The fourth night in a row in which they were no nearer to finding an answer.

Naylor had snuck off home to snatch a quick hour snuggled up to his Debbie, while Divine, for whom home offered no such luxury, had opted for a kip behind his desk. He had been snoring nicely when the duty officer rang up from below with details of a man who'd been brought in barely conscious from the end of the Alfreton Road. Soon after which, he had phoned his superior.

"Mark," Resnick said, door swinging to behind him.

"Boss." Divine swung his legs down from his desk and stood to uncertain attention.

"Best fill me in."

Divine told him what little he knew about the man who was presently in a bed at Queen's Medical, barely conscious and temporarily restricted to fluids.

"This stab wound," Resnick asked.

"Life threatening?"

"Seemed so at first, now they reckon he's going to be okay. Missed anything vital, by the sound of it." Divine shrugged.

"Lost a fair bit of blood all the same."

"And the nature of the attack, how much do we know about that?"

"Not a heck of a lot. I mean, when he first come round he was full of it Tart and whore, over and over, blaming her, like, for what had happened."

"It was the woman who stabbed him, that's what he's claiming?"

"No two ways about it. Aside from that, though, started asking him a few questions, clammed up tighter'n a virgin's arse. Wouldn't even tell us his name."

Resnick frowned and shook his head.

"All right. Have a word with Vice, see if they had anyone on patrol last night, late. They might have noticed something that'll tie in. Minute Kevin arrives, pair of you can get up by the Forest, talk to the girls on the early shift.
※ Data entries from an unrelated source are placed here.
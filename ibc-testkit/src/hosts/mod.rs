//! A simulated IBFT2 chain: a validator set with deterministic keys and the
//! blocks it has sealed.

use core::fmt::{Debug, Formatter};
use core::time::Duration;

use displaydoc::Display;
use ibc_clients::ibft2::types::{Address, ClientState, ConsensusState, Header};
use ibc_core::client::types::Height;
use ibc_core::commitment_types::commitment::CommitmentRoot;
use ibc_core::commitment_types::merkle::Hash;
use ibc_core::host::types::identifiers::ChainId;
use ibc_primitives::Timestamp;
use k256::ecdsa::SigningKey;
use typed_builder::TypedBuilder;

pub const DEFAULT_BLOCK_TIME_SECS: u64 = 3;

/// 2023-11-14T22:13:20Z
pub const GENESIS_TIMESTAMP: Timestamp = Timestamp::from_nanoseconds(1_700_000_000_000_000_000);

#[derive(Debug, Display)]
pub enum HostError {
    /// no block at height `{height}`
    UnknownBlock { height: Height },
    /// failed to build the light client state: `{description}`
    LightClient { description: String },
}

impl std::error::Error for HostError {}

#[derive(Debug, TypedBuilder)]
pub struct HostParams {
    #[builder(default = ChainId::new("ibc0").expect("Never fails"))]
    pub chain_id: ChainId,
    #[builder(default = Duration::from_secs(DEFAULT_BLOCK_TIME_SECS))]
    pub block_time: Duration,
    #[builder(default = GENESIS_TIMESTAMP)]
    pub genesis_timestamp: Timestamp,
    #[builder(default = 4)]
    pub validator_count: u8,
    /// Secret key of validator `i` is 32 bytes of `validator_seed + i`.
    #[builder(default = 1)]
    pub validator_seed: u8,
}

/// A sealed block: the state root the provable store committed at `height`.
#[derive(Clone, Debug, PartialEq, Eq)]
pub struct HostBlock {
    pub height: Height,
    pub timestamp: Timestamp,
    pub root: CommitmentRoot,
}

#[derive(Clone)]
pub struct Ibft2Host {
    chain_id: ChainId,
    block_time: Duration,
    genesis_timestamp: Timestamp,
    validators: Vec<SigningKey>,
    blocks: Vec<HostBlock>,
}

impl Debug for Ibft2Host {
    fn fmt(&self, f: &mut Formatter<'_>) -> core::fmt::Result {
        f.debug_struct("Ibft2Host")
            .field("chain_id", &self.chain_id)
            .field("block_time", &self.block_time)
            .field("validators", &self.validator_addresses())
            .field("latest", &self.blocks.last())
            .finish_non_exhaustive()
    }
}

impl Ibft2Host {
    pub fn build(params: HostParams) -> Self {
        let validators = (0..params.validator_count)
            .map(|i| {
                let secret = [params.validator_seed.wrapping_add(i); 32];
                SigningKey::from_slice(&secret).expect("non-zero seed is a valid key")
            })
            .collect();

        Self {
            chain_id: params.chain_id,
            block_time: params.block_time,
            genesis_timestamp: params.genesis_timestamp,
            validators,
            blocks: Vec::new(),
        }
    }

    pub fn chain_id(&self) -> &ChainId {
        &self.chain_id
    }

    pub fn block_time(&self) -> Duration {
        self.block_time
    }

    pub fn validator_addresses(&self) -> Vec<Address> {
        self.validators
            .iter()
            .map(|key| Address::from_verifying_key(key.verifying_key()))
            .collect()
    }

    pub fn latest_block(&self) -> Option<&HostBlock> {
        self.blocks.last()
    }

    pub fn block(&self, height: Height) -> Option<&HostBlock> {
        self.blocks.iter().rev().find(|block| block.height == height)
    }

    /// Height of the block under construction.
    pub fn next_height(&self) -> Height {
        match self.latest_block() {
            Some(block) => block.height.increment(),
            None => Height::new(self.chain_id.revision_number(), 1).expect("Never fails"),
        }
    }

    /// Timestamp of the block under construction.
    pub fn next_timestamp(&self) -> Timestamp {
        match self.latest_block() {
            Some(block) => (block.timestamp + self.block_time).expect("Never fails"),
            None => self.genesis_timestamp,
        }
    }

    /// Seals the block under construction with the given state root.
    pub fn push_block(&mut self, root: Hash) -> HostBlock {
        let block = HostBlock {
            height: self.next_height(),
            timestamp: self.next_timestamp(),
            root: CommitmentRoot::from(root),
        };
        self.blocks.push(block.clone());
        block
    }

    /// A header for the block at `target_height`, sealed by every validator
    /// and verifiable against the consensus state at `trusted_height`.
    pub fn header(&self, trusted_height: Height, target_height: Height) -> Result<Header, HostError> {
        let block = self.block_at(target_height)?;
        self.block_at(trusted_height)?;

        Header {
            height: block.height,
            timestamp: block.timestamp,
            root: block.root.clone(),
            validators: self.validator_addresses(),
            seals: Vec::new(),
            trusted_height,
        }
        .sealed_by(&self.validators)
        .map_err(|e| HostError::LightClient {
            description: e.to_string(),
        })
    }

    pub fn consensus_state(&self, height: Height) -> Result<ConsensusState, HostError> {
        let block = self.block_at(height)?;
        ConsensusState::new(
            block.root.clone(),
            block.timestamp,
            self.validator_addresses(),
        )
        .map_err(|e| HostError::LightClient {
            description: e.to_string(),
        })
    }

    /// The client state a counterparty creates to track this chain from
    /// `height` on. Proofs are accepted under `ibc_store_address`.
    pub fn client_state(
        &self,
        ibc_store_address: Vec<u8>,
        height: Height,
    ) -> Result<ClientState, HostError> {
        self.block_at(height)?;
        ClientState::new(self.chain_id.clone(), ibc_store_address, height).map_err(|e| {
            HostError::LightClient {
                description: e.to_string(),
            }
        })
    }

    fn block_at(&self, height: Height) -> Result<&HostBlock, HostError> {
        self.block(height)
            .ok_or(HostError::UnknownBlock { height })
    }
}

#[cfg(test)]
mod tests {
    use super::*;

    fn host() -> Ibft2Host {
        let mut host = Ibft2Host::build(HostParams::builder().build());
        host.push_block([1; 32]);
        host.push_block([2; 32]);
        host
    }

    #[test]
    fn blocks_advance_height_and_time() {
        let host = host();
        let latest = host.latest_block().unwrap();

        assert_eq!(latest.height, Height::new(0, 2).unwrap());
        assert_eq!(
            latest.timestamp,
            (GENESIS_TIMESTAMP + Duration::from_secs(DEFAULT_BLOCK_TIME_SECS)).unwrap()
        );
        assert_eq!(host.next_height(), Height::new(0, 3).unwrap());
    }

    #[test]
    fn headers_are_sealed_by_every_validator() {
        let host = host();
        let header = host
            .header(Height::new(0, 1).unwrap(), Height::new(0, 2).unwrap())
            .unwrap();

        let signers = header.signers().unwrap();
        assert_eq!(signers.len(), 4);
        assert!(host
            .validator_addresses()
            .iter()
            .all(|address| signers.contains(address)));
    }

    #[test]
    fn unknown_heights_are_rejected() {
        let host = host();

        assert!(matches!(
            host.header(Height::new(0, 1).unwrap(), Height::new(0, 9).unwrap()),
            Err(HostError::UnknownBlock { .. })
        ));
        assert!(host.consensus_state(Height::new(0, 9).unwrap()).is_err());
    }
}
Meantime, I'll drop by the hospital. Maybe if our mystery man knows he's out of danger, he'll be more ready to talk. "

"Right, boss." Divine was alert now, tiredness fallen away. It wasn't every day Resnick was prepared to trust the younger man's instincts and there was a grin around the corners of Divine's mouth as he sat back behind his desk, reaching for the phone.

Lynn Kellogg was on the stairs as Resnick went down. After the traumas at the start of the year, she had had her hair cut short, making her face seem less rounded, more severe. More often than not now, there was a haunted look, hunched at the back of her eyes.

"Morning, Lynn. Everything okay?"

Fine. "

Neither of them believed it.

Resnick made a mental note to ask if she were still seeing the police psychiatrist, and if she were, whether it was doing any good.